> _TASK DETAILS_: Search the entries for the word "bool". Copy every line where it turns up.

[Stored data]
//! Raw HTTP response parsing
//!
//! A [`Response`] is built once from the text read off the socket and is
//! read-only afterwards.

use log::warn;
use serde::de::DeserializeOwned;
use serde_json::Value;
use std::collections::HashMap;
use std::fmt;

use crate::error::{CouchError, Result};

/// Parsed CouchDB response
#[derive(Debug, Clone, PartialEq)]
pub struct Response {
    raw: String,
    status: u16,
    headers: HashMap<String, String>,
    body: Value,
}

impl Response {
    /// Parse a raw HTTP response
    ///
    /// The header block ends at the first blank line. The status code is
    /// read from characters 9 to 11 of the status line; header lines are
    /// split on the first `": "`. An empty body decodes to `Value::Null`.
    /// A successful response must carry JSON; a failed one whose body is not
    /// JSON (a proxy error page, say) keeps the text as `Value::String`.
    pub fn parse(raw: impl Into<String>) -> Result<Self> {
        let raw = raw.into();
        let (head, body) = raw.split_once("\r\n\r\n").unwrap_or((raw.as_str(), ""));

        let mut lines = head.split("\r\n");
        let status_line = lines.next().unwrap_or_default();
        let status = status_line
            .get(9..12)
            .and_then(|code| code.parse::<u16>().ok())
            .ok_or_else(|| {
                CouchError::Protocol(format!("Malformed status line: {:?}", status_line))
            })?;

        let mut headers = HashMap::new();
        for line in lines {
            match line.split_once(": ") {
                Some((name, value)) => {
                    headers.insert(name.to_string(), value.to_string());
                }
                None => warn!("Skipping malformed response header line {:?}", line),
            }
        }

        let successful = matches!(status / 100, 2 | 3);
        let body = if body.trim().is_empty() {
            Value::Null
        } else {
            match serde_json::from_str(body) {
                Ok(value) => value,
                Err(_) if !successful => Value::String(body.to_string()),
                Err(e) => {
                    return Err(CouchError::Protocol(format!(
                        "Response body is not valid JSON: {}",
                        e
                    )))
                }
            }
        };

        Ok(Self {
            raw,
            status,
            headers,
            body,
        })
    }

    /// Raw response text
    pub fn raw(&self) -> &str {
        &self.raw
    }

    /// HTTP status code
    pub fn status(&self) -> u16 {
        self.status
    }

    /// Whether the status is 2xx or 3xx
    pub fn is_successful(&self) -> bool {
        matches!(self.status / 100, 2 | 3)
    }

    /// All headers, keyed as received
    pub fn headers(&self) -> &HashMap<String, String> {
        &self.headers
    }

    /// A single header, `None` when absent
    pub fn header(&self, name: &str) -> Option<&str> {
        self.headers.get(name).map(String::as_str)
    }

    /// Decoded JSON body
    pub fn body(&self) -> &Value {
        &self.body
    }

    /// Take the decoded body
    pub fn into_body(self) -> Value {
        self.body
    }

    /// Field of an object body, `None` when absent or the body is not an object
    pub fn get(&self, field: &str) -> Option<&Value> {
        self.body.as_object().and_then(|object| object.get(field))
    }

    /// Deserialize the body into a typed value
    pub fn deserialize<T: DeserializeOwned>(&self) -> Result<T> {
        Ok(serde_json::from_value(self.body.clone())?)
    }

    /// The `error` and `reason` fields CouchDB sends on failures
    pub fn error_fields(&self) -> (Option<String>, Option<String>) {
        let text = |field: &str| {
            self.get(field).map(|value| match value {
                Value::String(s) => s.clone(),
                other => other.to_string(),
            })
        };
        (text("error"), text("reason"))
    }

    /// Number of top-level entries in an object or array body
    pub fn len(&self) -> usize {
        match &self.body {
            Value::Object(object) => object.len(),
            Value::Array(items) => items.len(),
            _ => 0,
        }
    }

    /// Whether the body has no top-level entries
    pub fn is_empty(&self) -> bool {
        self.len() == 0
    }

    /// Iterate over the top-level entries of the body in order
    pub fn iter(&self) -> Entries<'_> {
        let inner = match &self.body {
            Value::Object(object) => EntriesInner::Object(object.iter()),
            Value::Array(items) => EntriesInner::Array(items.iter().enumerate()),
            _ => EntriesInner::Empty,
        };
        Entries { inner }
    }
}

impl fmt::Display for Response {
    fn fmt(&self, f: &mut fmt::Formatter<'_>) -> fmt::Result {
        f.write_str(&self.raw)
    }
}

impl<'a> IntoIterator for &'a Response {
    type Item = (EntryKey<'a>, &'a Value);
    type IntoIter = Entries<'a>;

    fn into_iter(self) -> Self::IntoIter {
        self.iter()
    }
}

/// Key of a top-level body entry
#[derive(Debug, Clone, Copy, PartialEq, Eq)]
pub enum EntryKey<'a> {
    /// Object member name
    Name(&'a str),

    /// Array position
    Index(usize),
}

/// Iterator over the top-level entries of a response body
pub struct Entries<'a> {
    inner: EntriesInner<'a>,
}

enum EntriesInner<'a> {
    Object(serde_json::map::Iter<'a>),
    Array(std::iter::Enumerate<std::slice::Iter<'a, Value>>),
    Empty,
}

impl<'a> Iterator for Entries<'a> {
    type Item = (EntryKey<'a>, &'a Value);

    fn next(&mut self) -> Option<Self::Item> {
        match &mut self.inner {
            EntriesInner::Object(iter) => iter
                .next()
                .map(|(name, value)| (EntryKey::Name(name.as_str()), value)),
            EntriesInner::Array(iter) => iter
                .next()
                .map(|(index, value)| (EntryKey::Index(index), value)),
            EntriesInner::Empty => None,
        }
    }
}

> _RESPONSE AREA_:
    pub fn is_successful(&self) -> bool {
    pub fn is_empty(&self) -> bool {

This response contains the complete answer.